Firestore Tips #1 & #2: How to Play God in Firestore, and Firestore vs. SQL

Plus: Why going against the alphabet makes queries easier

Long before Firestore made it into the toolkit of Google Tag Manager’s Server-Side offering, it was a powerful document database. Working with Firestore for some years now, I want to share simple tips that may help you avoid the same mistakes I made. First though, I will compare Firestore with classical SQL-style databases.

“God in a Firestore” (OpenAI DALL·E)

Part 2 is out: Read about the properties every Firestore document needs and how to handle concurrent updates to documents.

Firestore vs. classical SQL databases/BigQuery

I have been using Firestore for 3 years now. It has become an integral part of all my Google Cloud Platform data flows (e.g. for the Adobe Analytics Component Manager for Google Sheets). However, understanding the difference between Firestore and classical SQL databases was at first not that easy. After all, both are “databases”, right?

Google Cloud Firestore is a super-fast document database, i.e., it is not a relational database where multiple tables can be joined by common identifiers (like MySQL databases). It is also not like BigQuery, a column-oriented Data Warehouse. You can imagine Firestore like a big container of documents, where each document is like its own JS object/Python dictionary. The structure of each document is completely flexible: Document 1 may have 3 keys “saladType”, “sausageType” and “cheeseType”, which have all string values. Document 2 may have just “sausageType”, but the value is not a string, but an array of objects (even though that would likely be dumb, it is possible). Document 2 could also have some additional keys (e.g. “houseAddress” and “schoolAddress”).
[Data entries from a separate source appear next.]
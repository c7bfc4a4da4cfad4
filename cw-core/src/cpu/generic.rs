//! Vendor-neutral processor node
//!
//! `GenericCpu` owns what every decoder needs: the package topology, load
//! accounting and the TSC frequency estimate. Vendor decoders embed one and
//! call its `update` before reading their own registers. Processors with no
//! matching decoder are exposed as a bare `GenericCpu`.

use std::fmt::Write as _;
use std::sync::Arc;
use std::time::Duration;

use tracing::{debug, trace};

use super::cpuid::{CpuId, Vendor};
use super::load::CpuLoad;
use super::table::CpuConfig;
use super::CpuEnvironment;
use crate::affinity::{thread_mask, AffinityGuard};
use crate::clock::{ClockCalibrator, TimeSource};
use crate::error::{CorewatchError, Result};
use crate::hardware::{Hardware, HardwareCore, HardwareType, SensorHandle};
use crate::identifier::Identifier;
use crate::ring0::Ring0;
use crate::sensor::SensorType;
use crate::settings::SharedSettings;

struct LoadSensors {
    load: CpuLoad,
    total: Option<SensorHandle>,
    cores: Vec<SensorHandle>,
}

pub struct GenericCpu {
    core: HardwareCore,
    cores: Vec<Vec<CpuId>>,
    ring0: Arc<Ring0>,
    config: CpuConfig,
    loads: Option<LoadSensors>,
    clock: ClockCalibrator,
    core_read_delay: Duration,
}

impl GenericCpu {
    /// `cores` holds the threads of one package, grouped by core.
    pub fn new(
        processor_index: usize,
        cores: Vec<Vec<CpuId>>,
        config: CpuConfig,
        ring0: Arc<Ring0>,
        env: &CpuEnvironment,
        settings: SharedSettings,
    ) -> Result<Self> {
        let first = cores
            .first()
            .and_then(|threads| threads.first())
            .ok_or_else(|| CorewatchError::generic(format!("processor {} has no threads", processor_index)))?
            .clone();

        let name = if first.name().is_empty() {
            format!("{} CPU", first.vendor())
        } else {
            first.name().to_string()
        };
        let identifier = Identifier::new([first.vendor().token().to_string(), processor_index.to_string()])?;
        let mut core = HardwareCore::new(name, identifier, HardwareType::Cpu, settings);

        let loads = env.times.as_ref().and_then(|times| {
            let threads = cores
                .iter()
                .map(|c| c.iter().map(|t| t.thread()).collect())
                .collect();
            let load = CpuLoad::new(times.clone(), threads);
            if !load.is_available() {
                debug!(processor = processor_index, "Load counters unavailable, no load sensors");
                return None;
            }
            let total = (cores.len() > 1).then(|| core.create_sensor("CPU Total", 0, SensorType::Load, &[]));
            let per_core: Vec<SensorHandle> = (0..cores.len())
                .map(|i| core.create_sensor(core_label(cores.len(), i), i + 1, SensorType::Load, &[]))
                .collect();
            for &h in &per_core {
                core.activate(h);
            }
            if let Some(h) = total {
                core.activate(h);
            }
            Some(LoadSensors { load, total, cores: per_core })
        });

        let mut cpu = Self {
            core,
            cores,
            ring0,
            config,
            loads,
            clock: ClockCalibrator::new(env.time.clone(), env.counter.clone()),
            core_read_delay: env.core_read_delay,
        };

        if first.has_tsc() {
            let mask = thread_mask(first.thread()).unwrap_or(0);
            let _guard = match cpu.ring0.pin(mask) {
                Ok(g) => Some(g),
                Err(e) => {
                    debug!(error = %e, "Calibrating without a pin");
                    None
                }
            };
            cpu.clock.calibrate();
        } else {
            cpu.clock.set_frequency(0.0);
        }
        if let Err(e) = cpu.clock.precision() {
            debug!(processor = processor_index, error = %e, "TSC estimate is imprecise");
        }

        Ok(cpu)
    }

    pub fn cores(&self) -> &[Vec<CpuId>] {
        &self.cores
    }

    pub fn core_count(&self) -> usize {
        self.cores.len()
    }

    pub fn threads_per_core(&self) -> usize {
        self.cores[0].len()
    }

    /// CPUID of the package's first thread.
    pub fn first(&self) -> &CpuId {
        &self.cores[0][0]
    }

    pub fn vendor(&self) -> Vendor {
        self.first().vendor()
    }

    pub fn family(&self) -> u32 {
        self.first().family()
    }

    pub fn model(&self) -> u32 {
        self.first().model()
    }

    pub fn stepping(&self) -> u32 {
        self.first().stepping()
    }

    pub fn config(&self) -> &CpuConfig {
        &self.config
    }

    pub fn ring0(&self) -> &Arc<Ring0> {
        &self.ring0
    }

    pub fn has_msr(&self) -> bool {
        self.first().has_msr()
    }

    pub fn has_tsc(&self) -> bool {
        self.first().has_tsc()
    }

    pub fn has_invariant_tsc(&self) -> bool {
        self.first().has_invariant_tsc()
    }

    /// Current TSC frequency in MHz.
    pub fn tsc_frequency(&self) -> f64 {
        self.clock.frequency()
    }

    pub fn time_source(&self) -> &dyn TimeSource {
        self.clock.time_source()
    }

    /// Seconds on the calibration timer, for energy deltas.
    pub fn now_seconds(&self) -> f64 {
        let time = self.clock.time_source();
        time.ticks() as f64 / time.frequency()
    }

    /// Affinity mask of the first thread of core `index`.
    pub fn core_mask(&self, index: usize) -> u64 {
        self.cores
            .get(index)
            .and_then(|c| c.first())
            .and_then(|t| thread_mask(t.thread()).ok())
            .unwrap_or(0)
    }

    /// Pin the caller to the package's first thread.
    pub fn pin_first(&self) -> Option<AffinityGuard<'_>> {
        match self.ring0.pin(self.core_mask(0)) {
            Ok(g) => Some(g),
            Err(e) => {
                trace!(error = %e, "Pin to first thread failed");
                None
            }
        }
    }

    /// "CPU Core" for single core packages, "CPU Core #n" otherwise.
    pub fn core_string(&self, index: usize) -> String {
        core_label(self.cores.len(), index)
    }

    /// Pause between per-core register reads.
    pub fn core_pause(&self) {
        if !self.core_read_delay.is_zero() {
            std::thread::sleep(self.core_read_delay);
        }
    }

    /// Refresh the TSC estimate and the load sensors.
    pub fn update(&mut self) {
        if self.has_tsc() && self.has_invariant_tsc() {
            let mask = self.core_mask(0);
            if let Ok(_guard) = self.ring0.pin(mask) {
                self.clock.refine();
            }
        }

        if let Some(loads) = self.loads.as_mut() {
            loads.load.update();
            for (i, &h) in loads.cores.iter().enumerate() {
                self.core.set_value(h, Some(loads.load.core_load(i)));
            }
            if let Some(h) = loads.total {
                self.core.set_value(h, Some(loads.load.total_load()));
            }
        }
    }

    /// Base report followed by a per-core dump of `msrs`.
    pub fn report_with(&self, msrs: &[u32]) -> String {
        let mut r = String::new();
        let heading = match self.vendor() {
            Vendor::Amd => "AMD CPU",
            Vendor::Intel => "Intel CPU",
            Vendor::Unknown => "Generic CPU",
        };
        let _ = writeln!(r, "{}", heading);
        let _ = writeln!(r);
        let _ = writeln!(r, "Name: {}", self.core.name());
        let _ = writeln!(r, "Microarchitecture: {}", self.config.arch);
        let _ = writeln!(r, "Number of Cores: {}", self.core_count());
        let _ = writeln!(r, "Threads per Core: {}", self.threads_per_core());
        let _ = writeln!(r, "Timer Frequency: {} MHz", self.clock.time_source().frequency() * 1e-6);
        let tsc = match (self.has_tsc(), self.has_invariant_tsc()) {
            (false, _) => "None",
            (true, true) => "Invariant",
            (true, false) => "Not Invariant",
        };
        let _ = writeln!(r, "Time Stamp Counter: {}", tsc);
        let estimated = self.clock.estimated_frequency();
        let _ = writeln!(r, "Estimated Time Stamp Counter Frequency: {:.2} MHz", estimated);
        let _ = writeln!(
            r,
            "Estimated Time Stamp Counter Frequency Error: {:.5} MHz",
            estimated * self.clock.estimated_error()
        );
        let _ = writeln!(r, "Time Stamp Counter Frequency: {:.2} MHz", self.tsc_frequency());
        let _ = writeln!(r);

        if !msrs.is_empty() {
            for i in 0..self.core_count() {
                let _ = writeln!(r, "MSR Core #{}", i + 1);
                let _ = writeln!(r);
                let _ = writeln!(r, " MSR       EDX       EAX");
                let mask = self.core_mask(i);
                for &index in msrs {
                    if let Some(msr) = self.ring0.read_msr_on(index, mask) {
                        let _ = writeln!(r, " {:08X}  {:08X}  {:08X}", index, msr.edx, msr.eax);
                    }
                }
                let _ = writeln!(r);
            }
        }
        r
    }
}

fn core_label(core_count: usize, index: usize) -> String {
    if core_count == 1 {
        "CPU Core".to_string()
    } else {
        format!("CPU Core #{}", index + 1)
    }
}

impl Hardware for GenericCpu {
    fn core(&self) -> &HardwareCore {
        &self.core
    }

    fn core_mut(&mut self) -> &mut HardwareCore {
        &mut self.core
    }

    fn update(&mut self) {
        GenericCpu::update(self);
    }

    fn report(&self) -> String {
        self.report_with(&[])
    }
}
That is the total opposite to a rigid relational or BigQuery-style SQL database where you need to clearly define each column (closest equivalent to “key”) and its data type (string, number, map etc.). Sending in a row with a column that has not been defined? Error. A column’s value does not adhere to the defined data type? Error.

Not in Firestore. That makes it perfect to store unnormalized, i.e. flexible, semi-structured or highly nested data.

Looking at a Firestore document that contains a data layer error event. Every data layer event has a different payload, so the variables and properties inside of each document can vary massively.

Firestore is furthermore perfect for retrieving individual documents by their IDs. So if you know you need the address and other data about customer “c1234”, you simply ask for document “c1234” and you have it within milliseconds.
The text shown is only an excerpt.